Adoption of large models is, at large, driven by their usefulness for the tasks we might require help with. Predictably, if you ask a hundred people for a specific problem they require help with at any given moment, you will receive a hundred different answers; spanning topics ranging from cooking recipes over help with homework or a deep literature review. We want helpful assistants for many different reasons and many different things. To obtain such models, we need to understand the post-training of a large machine learning model.
Post-training, unlike pre-training, can involve complicated stages of training. It involves stages of further training on curated datasets, a technique known as supervised fine-tuning (SFT) or some form of reinforcement learning (RL). The post-training stage is where we can elicit more elaborate behaviors like reasoning in our models. To achieve this, RL has often been found to be a key ingredient. However, RL has unique set of problems.
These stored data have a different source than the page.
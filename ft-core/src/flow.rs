//! Flows, devices, dispositions and field-level flow diffs.
use std::fmt;
use std::net::Ipv4Addr;

use serde::{
    Deserialize,
    Serialize,
};

use crate::errors::{
    ensure,
    required,
    ModelError,
    ModelResult,
};

/// VRF a flow enters when neither an ingress interface nor an ingress VRF is given.
pub const DEFAULT_VRF: &str = "default";

/// ICMP echo-request type; its return traffic is an echo reply.
const ICMP_ECHO_REQUEST: u8 = 8;
/// ICMP echo-reply type.
const ICMP_ECHO_REPLY: u8 = 0;

/// A device identity.
#[derive(Clone, Debug, PartialEq, Eq, PartialOrd, Ord, Hash, Serialize, Deserialize)]
pub struct Node {
    /// Hostname of the device.
    pub name: String,
}

impl Node {
    /// Creates a node with the given hostname.
    #[must_use]
    pub fn new(name: impl Into<String>) -> Self {
        Self { name: name.into() }
    }
}

impl fmt::Display for Node {
    fn fmt(&self, f: &mut fmt::Formatter<'_>) -> fmt::Result {
        f.write_str(&self.name)
    }
}

/// An interface on a specific device.
#[derive(Clone, Debug, PartialEq, Eq, PartialOrd, Ord, Hash, Serialize, Deserialize)]
pub struct NodeInterfacePair {
    /// Hostname of the device.
    pub hostname: String,
    /// Interface name on that device.
    pub interface: String,
}

impl NodeInterfacePair {
    /// Names `interface` on `hostname`.
    #[must_use]
    pub fn new(hostname: impl Into<String>, interface: impl Into<String>) -> Self {
        Self { hostname: hostname.into(), interface: interface.into() }
    }
}

impl fmt::Display for NodeInterfacePair {
    fn fmt(&self, f: &mut fmt::Formatter<'_>) -> fmt::Result {
        write!(f, "{}[{}]", self.hostname, self.interface)
    }
}

/// IP protocols a flow may carry.
#[derive(Clone, Copy, Debug, PartialEq, Eq, PartialOrd, Ord, Hash, Serialize, Deserialize)]
#[serde(rename_all = "UPPERCASE")]
pub enum IpProtocol {
    /// Transmission Control Protocol.
    Tcp,
    /// User Datagram Protocol.
    Udp,
    /// Stream Control Transmission Protocol.
    Sctp,
    /// Internet Control Message Protocol.
    Icmp,
    /// Generic Routing Encapsulation.
    Gre,
    /// IPsec Encapsulating Security Payload.
    Esp,
    /// IPsec Authentication Header.
    Ah,
    /// Open Shortest Path First.
    Ospf,
}

impl IpProtocol {
    /// Whether flows of this protocol carry source/destination ports.
    #[must_use]
    pub const fn has_ports(self) -> bool {
        matches!(self, Self::Tcp | Self::Udp | Self::Sctp)
    }

    /// Whether a stateful device can set up a session for flows of this protocol.
    #[must_use]
    pub const fn supports_sessions(self) -> bool {
        matches!(self, Self::Tcp | Self::Udp | Self::Icmp)
    }
}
Firstly, any RL algorithm comes with many "nuts and bolts" that need to be set correctly and make it very difficult to analyze and understand. Secondly, models trained with RL often exploit the reward signals designed to train them, whereby they can hide misalignment. Overall, RL can be difficult to tune and can easily lead to what one may call “user errors” during training – inadvertently training models that are less well aligned than one might hope.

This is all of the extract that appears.